Fizz Buzz Overthought, Project Euler #1, and Unit Tests

This. http://www.tomdalling.com/blog/software-design/fizzbuzz-in-too-much-detail/

And many other thoughts on overthinking fizz buzz. I'm going to overthink it, also. Why not?

This is a problem where the obvious unit test may not cover the cases properly. See https://projecteuler.net/problem=1 for a unit test case with a subtle misdirection built in. I love this problem statement deeply because the happy path is incomplete.

Part of my overthinking is overthinking this as a "classification" exercise, where we have simple classifiers that we can apply as functions of an input value.
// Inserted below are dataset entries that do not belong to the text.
use std::fmt;

use num_traits::real::Real;

use crate::{errors::InternalError, idx::{Idx, IdxDisplay}, sweep_context::PointId};

pub(crate) type TriangleId<C> = Idx<Triangle<C>>;

/// A triangle of the sweep mesh.
///
/// Points are stored counterclockwise. Every per-edge array is indexed by the point opposite the edge:
/// `neighbors[i]`, `constrained[i]` and `delaunay[i]` all describe the edge `points[i + 1] - points[i + 2]`.
#[derive(Debug, Clone)]
pub(crate) struct Triangle<C: Real> {
    points: [PointId<C>; 3],
    neighbors: [Option<TriangleId<C>>; 3],
    constrained: [bool; 3],
    delaunay: [bool; 3],
    interior: bool,
}

impl<C: Real> IdxDisplay for Triangle<C> {
    fn fmt(f: &mut fmt::Formatter<'_>, idx: usize) -> fmt::Result {
        write!(f, "t{}", idx)
    }
}

impl<C: Real> fmt::Display for Triangle<C> {
    fn fmt(&self, f: &mut fmt::Formatter<'_>) -> fmt::Result {
        write!(f, "[{}, {}, {}]", self.points[0], self.points[1], self.points[2])
    }
}

#[inline(always)]
fn next(i: usize) -> usize { (i + 1) % 3 }
#[inline(always)]
fn prev(i: usize) -> usize { (i + 2) % 3 }

impl<C: Real> Triangle<C> {
    pub fn new(a: PointId<C>, b: PointId<C>, c: PointId<C>) -> Self {
        Self {
            points: [a, b, c],
            neighbors: [None; 3],
            constrained: [false; 3],
            delaunay: [false; 3],
            interior: false,
        }
    }

    pub fn points(&self) -> &[PointId<C>; 3] { &self.points }
    pub fn point(&self, i: usize) -> PointId<C> { self.points[i] }
    pub fn neighbor(&self, i: usize) -> Option<TriangleId<C>> { self.neighbors[i] }
    pub fn neighbors(&self) -> &[Option<TriangleId<C>>; 3] { &self.neighbors }
    pub fn constrained(&self) -> &[bool; 3] { &self.constrained }
    pub fn is_constrained(&self, i: usize) -> bool { self.constrained[i] }
    pub fn set_constrained(&mut self, i: usize, value: bool) { self.constrained[i] = value; }
    pub fn is_delaunay(&self, i: usize) -> bool { self.delaunay[i] }
    pub fn set_delaunay(&mut self, i: usize, value: bool) { self.delaunay[i] = value; }
    pub fn is_interior(&self) -> bool { self.interior }
    pub fn set_interior(&mut self, value: bool) { self.interior = value; }

    pub fn try_index(&self, p: PointId<C>) -> Option<usize> {
        self.points.iter().position(|&q| q == p)
    }

    pub fn index(&self, p: PointId<C>) -> Result<usize, InternalError> {
        self.try_index(p).ok_or_else(|| InternalError::new(format!("{} is not a vertex of {}", p, self)))
    }

    pub fn contains(&self, p: PointId<C>) -> bool {
        self.points.contains(&p)
    }

    pub fn contains_edge(&self, p: PointId<C>, q: PointId<C>) -> bool {
        self.contains(p) && self.contains(q)
    }

    /// The slot of the point opposite the edge `p - q`, if this triangle has that edge
    pub fn edge_index(&self, p: PointId<C>, q: PointId<C>) -> Option<usize> {
        match (self.try_index(p), self.try_index(q)) {
            (Some(i), Some(j)) if i != j => Some(3 - i - j),
            _ => None,
        }
    }

    pub fn point_cw(&self, p: PointId<C>) -> Result<PointId<C>, InternalError> {
        Ok(self.points[prev(self.index(p)?)])
    }

    pub fn point_ccw(&self, p: PointId<C>) -> Result<PointId<C>, InternalError> {
        Ok(self.points[next(self.index(p)?)])
    }

    /// The neighbor across the edge `p - point_cw(p)`
    pub fn neighbor_cw(&self, p: PointId<C>) -> Result<Option<TriangleId<C>>, InternalError> {
        Ok(self.neighbors[next(self.index(p)?)])
    }

    /// The neighbor across the edge `p - point_ccw(p)`
    pub fn neighbor_ccw(&self, p: PointId<C>) -> Result<Option<TriangleId<C>>, InternalError> {
        Ok(self.neighbors[prev(self.index(p)?)])
    }

    pub fn neighbor_across(&self, p: PointId<C>) -> Result<Option<TriangleId<C>>, InternalError> {
        Ok(self.neighbors[self.index(p)?])
    }

    pub fn constrained_cw(&self, p: PointId<C>) -> Result<bool, InternalError> {
        Ok(self.constrained[next(self.index(p)?)])
    }

    pub fn constrained_ccw(&self, p: PointId<C>) -> Result<bool, InternalError> {
        Ok(self.constrained[prev(self.index(p)?)])
    }

    pub fn set_constrained_cw(&mut self, p: PointId<C>, value: bool) -> Result<(), InternalError> {
        let i = next(self.index(p)?);
        self.constrained[i] = value;
        Ok(())
    }

    pub fn set_constrained_ccw(&mut self, p: PointId<C>, value: bool) -> Result<(), InternalError> {
        let i = prev(self.index(p)?);
        self.constrained[i] = value;
        Ok(())
    }

    pub fn delaunay_cw(&self, p: PointId<C>) -> Result<bool, InternalError> {
        Ok(self.delaunay[next(self.index(p)?)])
    }

    pub fn delaunay_ccw(&self, p: PointId<C>) -> Result<bool, InternalError> {
        Ok(self.delaunay[prev(self.index(p)?)])
    }

    pub fn set_delaunay_cw(&mut self, p: PointId<C>, value: bool) -> Result<(), InternalError> {
        let i = next(self.index(p)?);
        self.delaunay[i] = value;
        Ok(())
    }

    pub fn set_delaunay_ccw(&mut self, p: PointId<C>, value: bool) -> Result<(), InternalError> {
        let i = prev(self.index(p)?);
        self.delaunay[i] = value;
        Ok(())
    }

    pub fn clear_delaunay_edges(&mut self) {
        self.delaunay = [false; 3];
    }

    /// Marks the edge `p - q` as constrained. Returns `false` if this triangle has no such edge.
    pub fn mark_constrained_edge(&mut self, p: PointId<C>, q: PointId<C>) -> bool {
        match self.edge_index(p, q) {
            Some(i) => {
                self.constrained[i] = true;
                true
            },
            None => false,
        }
    }

    /// The vertex of `self` which is not on the edge `self` shares with `other` across `other`'s point `p`
    pub fn opposite_point(&self, other: &Triangle<C>, p: PointId<C>) -> Result<PointId<C>, InternalError> {
        let q = other.point_cw(p)?;
        self.point_cw(q)
    }

    /// Rotates the points one slot clockwise around `opoint`, replacing the point that was clockwise of
    /// `opoint` with `npoint`. The per-edge arrays are left in place; callers remap the flags they need.
    pub fn legalize(&mut self, opoint: PointId<C>, npoint: PointId<C>) -> Result<(), InternalError> {
        let i = self.index(opoint)?;
        let old = self.points;
        self.points[i] = old[prev(i)];
        self.points[next(i)] = old[i];
        self.points[prev(i)] = npoint;
        Ok(())
    }

    fn set_neighbor_on_edge(&mut self, p: PointId<C>, q: PointId<C>, t: Option<TriangleId<C>>) -> bool {
        match self.edge_index(p, q) {
            Some(i) => {
                self.neighbors[i] = t;
                true
            },
            None => false,
        }
    }

    fn clear_neighbor(&mut self, t: TriangleId<C>) {
        for n in self.neighbors.iter_mut() {
            if *n == Some(t) {
                *n = None;
            }
        }
    }

    pub fn clear_neighbors(&mut self) {
        self.neighbors = [None; 3];
    }

    /// Links `ti0` and `ti1` across the edge they share `p - q`
    pub fn mark_neighbor_on_edge(ts: &mut [Triangle<C>], ti0: TriangleId<C>, ti1: TriangleId<C>, p: PointId<C>, q: PointId<C>) -> Result<(), InternalError> {
        if ts[ti0].set_neighbor_on_edge(p, q, Some(ti1)) && ts[ti1].set_neighbor_on_edge(p, q, Some(ti0)) {
            Ok(())
        } else {
            Err(InternalError::new(format!("{} and {} do not share the edge {} - {}", ti0, ti1, p, q)))
        }
    }

    /// Links `ti0` and `ti1` across whichever edge they share. Returns `false` when they share none.
    pub fn mark_neighbor(ts: &mut [Triangle<C>], ti0: TriangleId<C>, ti1: TriangleId<C>) -> bool {
        let points = ts[ti0].points;
        for i in 0..3 {
            let (p, q) = (points[next(i)], points[prev(i)]);
            if ts[ti1].contains_edge(p, q) {
                ts[ti0].neighbors[i] = Some(ti1);
                ts[ti1].set_neighbor_on_edge(p, q, Some(ti0));
                return true;
            }
        }
        false
    }

    /// Detaches `ti` from all of its neighbors and resets its edge flags
    pub fn clear(ts: &mut [Triangle<C>], ti: TriangleId<C>) {
        let neighbors = ts[ti].neighbors;
        for n in neighbors.iter().flatten() {
            ts[*n].clear_neighbor(ti);
        }
        let t = &mut ts[ti];
        t.clear_neighbors();
        t.constrained = [false; 3];
        t.clear_delaunay_edges();
        t.interior = false;
    }
}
A higher-level function (i.e., map or a generator expression) applies all of these functions to the input. Some match. Some don't.

It shakes out like this.

The core classifier is a function that requires flexible parameter binding.

query = lambda n, t: lambda x: t if x%n == 0 else None

This is a two-step function definition. The outer function binds in two parameters, n, and t. The result of this binding is the inner function. If an argument value is a multiplier of n, return the text, t. We can think of the result of the outer lambda as a partial function, also, with some parameters defined, but not all.
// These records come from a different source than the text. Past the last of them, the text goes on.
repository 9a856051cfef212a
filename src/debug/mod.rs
pub(crate) mod env;
pub(crate) mod svg;
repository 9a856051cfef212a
//! Predefined implementations of [ListFormat](crate::ListFormat) and [ListBuilder](crate::ListBuilder)

mod generic_list;
pub(crate) use generic_list::GenericList;
mod indexed_list;
pub use indexed_list::{IndexedListBuilder, IndexedListFormat};
mod deindexed_list;
pub use deindexed_list::{DeindexedListBuilder, DeindexedListFormat};
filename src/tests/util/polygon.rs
use super::vtest::VTest;

/// Scenario square, counterclockwise
pub fn square() -> Vec<VTest> {
    vec![
        (0.0, 0.0).into(),
        (4.0, 0.0).into(),
        (4.0, 4.0).into(),
        (0.0, 4.0).into(),
    ]
}

pub fn triangle() -> Vec<VTest> {
    vec![
        (0.0, 0.0).into(),
        (3.0, 0.5).into(),
        (1.0, 2.0).into(),
    ]
}

/// Concave, 6 vertices
pub fn l_shape() -> Vec<VTest> {
    vec![
        (0.0, 0.0).into(),
        (4.0, 0.0).into(),
        (4.0, 2.0).into(),
        (2.0, 2.0).into(),
        (2.0, 4.0).into(),
        (0.0, 4.0).into(),
    ]
}

pub fn star() -> Vec<VTest> {
    vec![
        (1.0, 0.0).into(),
        (2.0, 2.0).into(),
        (0.0, 1.0).into(),
        (-2.0, 2.0).into(),
        (-1.0, 0.0).into(),
        (-2.0, -2.0).into(),
        (0.0, -1.0).into(),
        (2.0, -2.0).into(),
    ]
}

/// Clockwise version of the frame's lower right half
pub fn half_frame() -> Vec<VTest> {
    vec![
        (0., 0.).into(), (0.05, 0.05).into(), (0.95, 0.05).into(), (0.95, 0.95).into(), (1., 1.).into(), (1., 0.).into()
    ]
}

/// Teeth pointing up, with deep gaps between them which the sweep fills as basins
pub fn comb(teeth: usize) -> Vec<VTest> {
    let mut p: Vec<VTest> = vec![(0.0, 0.0).into(), (teeth as f32 * 2.0 - 1.0, 0.0).into()];
    for i in (0..teeth).rev() {
        let x = i as f32 * 2.0;
        p.push((x + 1.0, 5.0).into());
        p.push((x, 5.0 + 0.1 * i as f32).into());
        if i > 0 {
            p.push((x - 0.5, 1.0).into());
        }
    }
    p
}

/// A zigzag whose lower side has a basin under each upper peak
pub fn saw(teeth: usize) -> Vec<VTest> {
    let mut p: Vec<VTest> = Vec::new();
    for i in 0..=teeth {
        let x = i as f32 * 2.0;
        p.push((x, if i % 2 == 0 { 0.0 } else { 1.5 }).into());
    }
    p.push((teeth as f32 * 2.0, 6.0).into());
    p.push((0.0, 6.0).into());
    p
}

pub fn regular(n: usize, radius: f64) -> Vec<[f64; 2]> {
    (0..n).map(|i| {
        let theta = std::f64::consts::PI * 2. * (i as f64) / (n as f64);
        let (y, x) = theta.sin_cos();
        [x * radius, y * radius]
    }).collect()
}

/// An axis-aligned square hole, clockwise
pub fn square_hole(x: f32, y: f32, size: f32) -> Vec<VTest> {
    vec![
        (x, y).into(),
        (x, y + size).into(),
        (x + size, y + size).into(),
        (x + size, y).into(),
    ]
}

pub fn all() -> Vec<Vec<VTest>> {
    vec![square(), triangle(), l_shape(), star(), half_frame(), comb(5), saw(7)]
}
We have two concrete results of this query() function:

fizz = query(3, 'fizz') 
buzz = query(5, 'buzz')

We've bound in a number and some text. Here's how the resulting functions work.

>>> fizz(3) 
>>> fizz(2)

The "trick" in the fizz buzz problem space is recognizing that we're working with the power set of these two rules. There are actually four separate conditions. This is remarkably easy to get wrong even though the sample code may pass a unit test like the Project Euler #1 sample data.
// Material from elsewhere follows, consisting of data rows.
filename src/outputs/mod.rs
mod list;
pub use list::List;
mod list_format;
pub use list_format::{ListBuilder, ListFormat};
mod triangle_winding;
pub use triangle_winding::TriangleWinding;

pub mod formats;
Here's the power set that contains the complete set of all subsets of the rules.

rule_groups = set(powerset([fizz, buzz]))

"Um," you say, "Is that necessary? And powerset() isn't built-in."

Try to add a third or fourth rule and the $\textbf{O}(2^n)$ growth in complexity of checking all combinations of the rules will become readily apparent. For two rules, $4 = \lvert\mathcal{P}(\{q(3), q(5)\})\rvert$. For a general set of rules, $r$, it's $2^{\lvert r \rvert} = \lvert \mathcal{P}(r)\rvert$. Four rules? sixteen outcomes. It sure seems like the power set is absolutely necessary; it describes the domain of possible outcomes. How could it not be necessary?

Also. There's a nice definition of powerset in the itertools recipes section of the standard library. It's *almost* built-in. 

The domain of possible responses form a power set. However, it's also clear that we aren't obligated to actually enumerate that set for each value we're testing. We do need to be aware that the complexity of the classification output is $\textbf{O}(2^n)$ where $n$ is the number of rules.

The processing to build each set of classifications, however, is $\textbf{O}(n)$. Here's how it looks.

for n in range(20):
    m = set(filter(None, (r(n) for r in [fizz, buzz])))
    print(m if m else n)

This locates the set of all matches, m. We apply the rules, fizz() and buzz(), to the given value. The result of applying the rules is filtered to remove falsy values. The resulting set, m, has the values from all rules which matched. This will be one of the sets from the power set of applying the rules to each value. The match, $m$, is an element of $\mathcal{P} (\{q(3), q(5)\})$.

I'm delighted that Python has some support for creating partial functions in a variety of ways. When things are complex, we can use the def statement. We can use functools partial(). When things are simple, we can even use lambdas.